This 2012 video from Japan shows monkeys, apparently still unaffected by nuclear radiation. It says about itself:
Snow monkeys soak in hot springs of Japan
In winter Japanese macaques, also known as snow monkeys, warm up in natural hot springs. David Levene visits Japan’s Jigokudani Monkey Park in Nagano, the only place in the wild where you can view the monkeys as they relax in the steaming water – while the monkey babies show more interest in playing with tourists’ camera equipment.
From the Yomiuri Shimbun daily in Japan:
Redeeming lives of Fukushima’s irradiated animals
10:34 pm, June 29, 2015
By Kunio Kobinata / Yomiuri Shimbun Staff Writer
In the wake of the crisis at the Fukushima No. 1 nuclear power plant, much remains unknown about the long-term health effects of the radioactive substances released.
Seeking answers, Tohoku University Prof. Manabu Fukumoto has been examining the blood and other factors of slaughtered cattle and wild animals caught by hunters mainly within a 20-kilometer radius of the plant.

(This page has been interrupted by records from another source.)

//! Listing page extraction.
//!
//! The dataset page groups its resources as `.od-table ul > li` rows, each with
//! a `<span>` label and a download link pointing at a `FileConversion`
//! endpoint or a `.csv` file. When that structure is missing, every
//! `FileConversion` link in the document is considered instead.

use std::collections::HashSet;
use std::sync::LazyLock;

use regex::Regex;
use scraper::{ElementRef, Html, Selector};
use tracing::debug;
use url::Url;

use twcal_shared::ROC_YEAR_OFFSET;

// ---------------------------------------------------------------------------
// Types
// ---------------------------------------------------------------------------

/// A labelled download link found on the listing page, before year parsing.
#[derive(Debug, Clone, PartialEq, Eq)]
pub struct ListingEntry {
    /// Trimmed label text.
    pub title: String,
    /// Absolute download URL.
    pub url: String,
}

// ---------------------------------------------------------------------------
// Selectors and patterns (compiled once)
// ---------------------------------------------------------------------------

static GROUP_SEL: LazyLock<Selector> =
    LazyLock::new(|| Selector::parse(".od-table ul").expect("group selector"));

static ITEM_SEL: LazyLock<Selector> =
    LazyLock::new(|| Selector::parse("li").expect("item selector"));

static LABEL_SEL: LazyLock<Selector> =
    LazyLock::new(|| Selector::parse("span").expect("label selector"));

static DOWNLOAD_SEL: LazyLock<Selector> = LazyLock::new(|| {
    Selector::parse(r#"a[href*="FileConversion"], a[href*=".csv"]"#).expect("download selector")
});

static CONVERSION_SEL: LazyLock<Selector> = LazyLock::new(|| {
    Selector::parse(r#"a[href*="FileConversion"]"#).expect("conversion selector")
});

/// Three ASCII digits followed by 年, e.g. `114年`.
static ROC_YEAR_RE: LazyLock<Regex> =
    LazyLock::new(|| Regex::new(r"([0-9]{3})年").expect("year regex"));

/// Title markers for corrected, revised and updated publications.
const REVISED_MARKERS: [&str; 3] = ["修正", "修訂", "更新"];

// ---------------------------------------------------------------------------
// Title metadata
// ---------------------------------------------------------------------------

/// Gregorian year from a `NNN年` token in the title, if any.
pub fn extract_year(title: &str) -> Option<i32> {
    let caps = ROC_YEAR_RE.captures(title)?;
    let roc: i32 = caps[1].parse().ok()?;
    Some(roc + ROC_YEAR_OFFSET)
}

/// Title advertises the Google Calendar mirror.
pub fn is_google_variant(title: &str) -> bool {
    title.to_lowercase().contains("google")
}

/// Title advertises a corrected/revised/updated publication.
pub fn is_revised(title: &str) -> bool {
    REVISED_MARKERS.iter().any(|m| title.contains(m))
}

// ---------------------------------------------------------------------------
// Extraction
// ---------------------------------------------------------------------------

/// Extract labelled download links, using the fallback pass when the
/// structured scan finds nothing.
///
/// Entries without a year token are still returned here; year filtering
/// happens when they are turned into sources.
pub(crate) fn extract_entries(doc: &Html, base: &Url) -> Vec<ListingEntry> {
    let structured = extract_structured(doc, base);
    if structured.iter().any(|e| extract_year(&e.title).is_some()) {
        return structured;
    }

    debug!("structured listing yielded no dated entries, scanning all conversion links");
    extract_fallback(doc, base)
}

/// Scan `.od-table ul` groups for `<li>` rows carrying a label and a link.
fn extract_structured(doc: &Html, base: &Url) -> Vec<ListingEntry> {
    let mut entries = Vec::new();

    for group in doc.select(&GROUP_SEL) {
        for item in group.select(&ITEM_SEL) {
            let title = label_text(item);
            let href = item
                .select(&DOWNLOAD_SEL)
                .next()
                .and_then(|a| a.value().attr("href"));

            let Some(href) = href else { continue };
            if title.is_empty() {
                continue;
            }

            if let Some(url) = resolve_link(base, href) {
                entries.push(ListingEntry { title, url });
            }
        }
    }

    entries
}

/// Every `FileConversion` link in the document, labelled by its own text or
/// by the `<span>` of the enclosing `<li>`.
///
/// Only dated labels are kept, so an undated link never shadows a later
/// dated link to the same URL. The first dated entry per URL wins.
fn extract_fallback(doc: &Html, base: &Url) -> Vec<ListingEntry> {
    let mut seen = HashSet::new();
    let mut entries = Vec::new();

    for link in doc.select(&CONVERSION_SEL) {
        let Some(href) = link.value().attr("href") else {
            continue;
        };

        let own_text = link.text().collect::<String>().trim().to_string();
        let title = if own_text.is_empty() {
            enclosing_item(link).map(label_text).unwrap_or_default()
        } else {
            own_text
        };

        if extract_year(&title).is_none() {
            debug!(title = %title, "skipping undated conversion link");
            continue;
        }

        let Some(url) = resolve_link(base, href) else {
            continue;
        };

        if seen.insert(url.clone()) {
            entries.push(ListingEntry { title, url });
        }
    }

    entries
}

/// Concatenated, trimmed text of every `<span>` under `item`.
fn label_text(item: ElementRef<'_>) -> String {
    item.select(&LABEL_SEL)
        .flat_map(|span| span.text())
        .collect::<String>()
        .trim()
        .to_string()
}

/// Nearest `<li>` ancestor.
fn enclosing_item(el: ElementRef<'_>) -> Option<ElementRef<'_>> {
    el.ancestors()
        .filter_map(ElementRef::wrap)
        .find(|a| a.value().name() == "li")
}

/// Resolve an `href` against the download host.
fn resolve_link(base: &Url, href: &str) -> Option<String> {
    let href = href.trim();
    match base.join(href) {
        Ok(url) => Some(url.to_string()),
        Err(e) => {
            debug!(href, error = %e, "unresolvable download link");
            None
        }
    }
}

#[cfg(test)]
mod tests {
    use super::*;

    fn base() -> Url {
        Url::parse("https://www.dgpa.gov.tw").unwrap()
    }

    #[test]
    fn year_from_roc_token() {
        assert_eq!(extract_year("114年中華民國政府行政機關辦公日曆表"), Some(2025));
        assert_eq!(extract_year("辦公日曆表(100年)"), Some(2011));
        assert_eq!(extract_year("中華民國政府行政機關辦公日曆表"), None);
        assert_eq!(extract_year("99年辦公日曆表"), None);
        assert_eq!(extract_year("１１４年"), None);
    }

    #[test]
    fn variant_markers() {
        assert!(is_google_variant("114年行政機關辦公日曆表(Google行事曆專用)"));
        assert!(is_google_variant("114年 google calendar"));
        assert!(!is_google_variant("114年中華民國政府行政機關辦公日曆表"));

        assert!(is_revised("114年中華民國政府行政機關辦公日曆表(修正)"));
        assert!(is_revised("113年辦公日曆表修訂版"));
        assert!(is_revised("112年辦公日曆表(更新)"));
        assert!(!is_revised("114年中華民國政府行政機關辦公日曆表"));
    }

    #[test]
    fn structured_rows_resolve_relative_links() {
        let html = r#"<div class="od-table"><ul>
            <li><span>114年中華民國政府行政機關辦公日曆表</span>
                <a href="/FileConversion?filename=dgpa/114.csv&amp;nid=1">CSV</a></li>
            <li><span>說明文件</span><a href="/about.pdf">PDF</a></li>
            <li><span></span><a href="/FileConversion?filename=x.csv">CSV</a></li>
            <li><span>113年辦公日曆表</span>
                <a href="https://cdn.example.org/files/113.csv">CSV</a></li>
        </ul></div>"#;
        let doc = Html::parse_document(html);

        let entries = extract_entries(&doc, &base());
        assert_eq!(entries.len(), 2);
        assert_eq!(entries[0].title, "114年中華民國政府行政機關辦公日曆表");
        assert_eq!(
            entries[0].url,
            "https://www.dgpa.gov.tw/FileConversion?filename=dgpa/114.csv&nid=1"
        );
        assert_eq!(entries[1].url, "https://cdn.example.org/files/113.csv");
    }

    #[test]
    fn fallback_scans_conversion_links() {
        let html = r#"<html><body>
            <p><a href="/FileConversion?filename=115.csv">115年辦公日曆表</a></p>
            <ol><li><span>114年辦公日曆表(修正)</span>
                <a href="/FileConversion?filename=114r.csv"></a></li></ol>
            <p><a href="/FileConversion?filename=115.csv">115年辦公日曆表(重複)</a></p>
            <p><a href="/download/116.csv">116年辦公日曆表</a></p>
        </body></html>"#;
        let doc = Html::parse_document(html);

        let entries = extract_entries(&doc, &base());
        let titles: Vec<&str> = entries.iter().map(|e| e.title.as_str()).collect();
        assert_eq!(titles, vec!["115年辦公日曆表", "114年辦公日曆表(修正)"]);
    }
}
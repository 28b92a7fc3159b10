//! Text decoding for CSV payloads of unknown charset.
//!
//! Publications arrive as UTF-8 (with or without BOM) or legacy Big5, with
//! no declared charset. [`SniffingDecoder`] guesses from a short prefix of
//! the UTF-8 decode; [`FixedDecoder`] skips the guess entirely.

use std::borrow::Cow;

use encoding_rs::{BIG5, Encoding, UTF_8};
use tracing::debug;

use twcal_shared::{CalendarError, Result};

/// UTF-8 byte-order mark.
const UTF8_BOM: &[u8] = b"\xEF\xBB\xBF";

/// Number of decoded characters inspected by the sniffing heuristic.
const SAMPLE_CHARS: usize = 200;

/// Turns a raw payload into text.
pub trait TextDecoder: Send + Sync {
    /// Decode `bytes`, failing when no supported encoding applies.
    fn decode(&self, bytes: &[u8]) -> Result<String>;

    /// Human-readable decoder name for tracing.
    fn name(&self) -> &str;
}

// ---------------------------------------------------------------------------
// SniffingDecoder
// ---------------------------------------------------------------------------

/// UTF-8 first, falling back to a legacy encoding when the UTF-8 reading
/// does not look like Chinese text.
///
/// Valid calendar payloads always contain Chinese in their headers and
/// descriptions, so a prefix with no CJK ideograph (or with replacement
/// characters) means the bytes were not UTF-8.
#[derive(Debug, Clone, Copy)]
pub struct SniffingDecoder {
    fallback: &'static Encoding,
    sample_chars: usize,
}

impl SniffingDecoder {
    /// Sniffer with a custom fallback encoding.
    pub fn with_fallback(fallback: &'static Encoding) -> Self {
        Self {
            fallback,
            sample_chars: SAMPLE_CHARS,
        }
    }
}

impl Default for SniffingDecoder {
    fn default() -> Self {
        Self::with_fallback(BIG5)
    }
}

impl TextDecoder for SniffingDecoder {
    fn decode(&self, bytes: &[u8]) -> Result<String> {
        if let Some(rest) = bytes.strip_prefix(UTF8_BOM) {
            debug!("detected UTF-8 with BOM");
            let (text, _) = UTF_8.decode_without_bom_handling(rest);
            return Ok(text.into_owned());
        }

        let (text, _) = UTF_8.decode_without_bom_handling(bytes);
        if sample_looks_chinese(&text, self.sample_chars) {
            debug!("detected UTF-8 without BOM");
            return Ok(text.into_owned());
        }

        debug!(fallback = self.fallback.name(), "UTF-8 sample rejected, re-decoding");
        let text = decode_strict(self.fallback, bytes)?;
        debug!(sample = %text.chars().take(100).collect::<String>(), "decoded with fallback");
        Ok(text)
    }

    fn name(&self) -> &str {
        "sniffing"
    }
}

/// The first `limit` characters contain a CJK ideograph and no U+FFFD.
fn sample_looks_chinese(text: &str, limit: usize) -> bool {
    let mut has_cjk = false;
    for c in text.chars().take(limit) {
        if c == char::REPLACEMENT_CHARACTER {
            return false;
        }
        has_cjk |= is_cjk_ideograph(c);
    }
    has_cjk
}

/// CJK Unified Ideographs block.
fn is_cjk_ideograph(c: char) -> bool {
    ('\u{4E00}'..='\u{9FFF}').contains(&c)
}

// ---------------------------------------------------------------------------
// FixedDecoder
// ---------------------------------------------------------------------------

/// Always decodes with one encoding, rejecting malformed input.
#[derive(Debug, Clone, Copy)]
pub struct FixedDecoder {
    encoding: &'static Encoding,
}

impl FixedDecoder {
    /// Decoder for a WHATWG encoding label such as `utf-8` or `big5`.
    pub fn for_label(label: &str) -> Result<Self> {
        Encoding::for_label(label.trim().as_bytes())
            .map(|encoding| Self { encoding })
            .ok_or_else(|| CalendarError::config(format!("unknown encoding label '{label}'")))
    }
}

impl TextDecoder for FixedDecoder {
    fn decode(&self, bytes: &[u8]) -> Result<String> {
        let bytes = if self.encoding == UTF_8 {
            bytes.strip_prefix(UTF8_BOM).unwrap_or(bytes)
        } else {
            bytes
        };
        decode_strict(self.encoding, bytes)
    }

    fn name(&self) -> &str {
        self.encoding.name()
    }
}

fn decode_strict(encoding: &'static Encoding, bytes: &[u8]) -> Result<String> {
    encoding
        .decode_without_bom_handling_and_without_replacement(bytes)
        .map(Cow::into_owned)
        .ok_or_else(|| {
            CalendarError::decode(format!("payload is not valid {}", encoding.name()))
        })
}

Over a four-year period, 300 cows, 60 pigs and 200 Japanese monkeys were checked. “Studying animals that lived in areas with high levels of radioactive material will help shed light on how radiation affects people,” Fukumoto said. “In fact, they provide us with a wealth of information.”
Fukumoto discovered that cesium levels in the organs of calves were 1.5 times higher than in those of their mothers. “Calves are known to have excellent metabolism, but it was a surprise to learn that radiation could accumulate so easily,” the 64-year-old professor said. “We have to pinpoint the cause.”
Eggs and sperm will be harvested from such cows for in vitro fertilization. Resulting offspring will then be screened for irregularities in their DNA.
The professor is a pathologist who studied the effects of internal radiation exposure on people who had ingested radioactive substances. After the Fukushima accident, his wife was struck with grief when the government started slaughtering cattle. “If anyone can ensure their deaths weren’t in vain, I know it’s you,” she told him.
Since he was nearing 65, the professor had been contemplating retirement. “I felt I had to prove my mettle as a Japanese researcher,” Fukumoto explained.
No longer spending all day peering through microscopes, he now strives to gather samples around the nuclear plant. The professor was convinced that “this is the quickest way to resolve questions regarding long-term radiation exposure.”
Using the sample collection and data he has amassed, Fukumoto plans to build an archive on animals exposed to radiation from the Fukushima disaster for the next generation.
“I’m all about being a zoologist now,” Fukumoto said with conviction.